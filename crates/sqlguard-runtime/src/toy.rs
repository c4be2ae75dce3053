//! Toy replay: feed a fixed fragment sequence to one validator.
//!
//! Useful as a smoke test of a guard configuration without any model.

use serde::{Deserialize, Serialize};
use sqlguard_core::{ConstraintValidator, GuardConfig, GuardError, GuardSpec, Reason};
use std::collections::BTreeMap;
use std::time::Instant;

/// A statement that must survive the guard fragment by fragment.
pub const GOOD_SEQUENCE: &[&str] = &["SELECT ", "* ", "FROM ", "author", ";"];

/// A statement the guard must stop at its terminator.
pub const BAD_SEQUENCE: &[&str] = &["SELECT ", "FROM ", ";"];

#[derive(Debug, Clone, PartialEq, Serialize, Deserialize)]
pub struct ToyReport {
    pub name: String,
    pub n_steps: usize,
    pub ok_steps: usize,
    pub rejected_steps: usize,
    pub avg_step_ms: f64,
    pub reasons: BTreeMap<Reason, usize>,
}

/// Good and bad replays side by side.
#[derive(Debug, Clone, Serialize, Deserialize)]
pub struct ToyComparison {
    pub engine: String,
    pub dialect: String,
    pub good: ToyReport,
    pub bad: ToyReport,
}

/// Step through `fragments`, stopping at the first rejection.
pub fn replay(spec: &GuardSpec, name: &str, fragments: &[&str]) -> Result<ToyReport, GuardError> {
    let mut validator = spec.build()?;
    validator.reset();

    let mut ok_steps = 0;
    let mut rejected_steps = 0;
    let mut reasons = BTreeMap::new();

    let timer = Instant::now();
    for fragment in fragments {
        let outcome = validator.step(fragment)?;
        *reasons.entry(outcome.reason).or_insert(0) += 1;
        if outcome.accepted {
            ok_steps += 1;
        } else {
            rejected_steps += 1;
            break;
        }
    }
    let elapsed_ms = timer.elapsed().as_secs_f64() * 1000.0;

    Ok(ToyReport {
        name: name.to_string(),
        n_steps: fragments.len(),
        ok_steps,
        rejected_steps,
        avg_step_ms: elapsed_ms / fragments.len().max(1) as f64,
        reasons,
    })
}

/// Replay [`GOOD_SEQUENCE`] and [`BAD_SEQUENCE`] through a grammar guard.
pub fn compare(config: &GuardConfig) -> Result<ToyComparison, GuardError> {
    let spec = GuardSpec::Grammar(config.clone());
    Ok(ToyComparison {
        engine: "sqlguard".to_string(),
        dialect: config.dialect.clone(),
        good: replay(&spec, "sqlguard", GOOD_SEQUENCE)?,
        bad: replay(&spec, "sqlguard", BAD_SEQUENCE)?,
    })
}

#[cfg(test)]
mod tests {
    use super::*;

    #[test]
    fn test_default_comparison() {
        let comparison = compare(&GuardConfig::default()).unwrap();

        assert_eq!(comparison.dialect, "sqlite");

        let good = &comparison.good;
        assert_eq!(good.n_steps, 5);
        assert_eq!(good.ok_steps, 5);
        assert_eq!(good.rejected_steps, 0);
        assert_eq!(good.reasons.get(&Reason::ParseError), None);

        let bad = &comparison.bad;
        assert_eq!(bad.ok_steps, 2);
        assert_eq!(bad.rejected_steps, 1);
        assert_eq!(bad.reasons[&Reason::Incomplete], 2);
        assert_eq!(bad.reasons[&Reason::ParseError], 1);
    }

    #[test]
    fn test_replay_stops_at_first_rejection() {
        let spec = GuardSpec::Grammar(GuardConfig::default());
        let report = replay(&spec, "early", &["SELECT FROM ;", "ignored"]).unwrap();
        assert_eq!(report.n_steps, 2);
        assert_eq!(report.ok_steps, 0);
        assert_eq!(report.rejected_steps, 1);
    }

    #[test]
    fn test_replay_of_nothing() {
        let report = replay(&GuardSpec::default(), "empty", &[]).unwrap();
        assert_eq!(report.n_steps, 0);
        assert_eq!(report.avg_step_ms, 0.0);
    }
}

Task to complete ->
The string "Deserialize" appears in some lines of the material. Report how many, and nothing more.

Answer to this task ->
3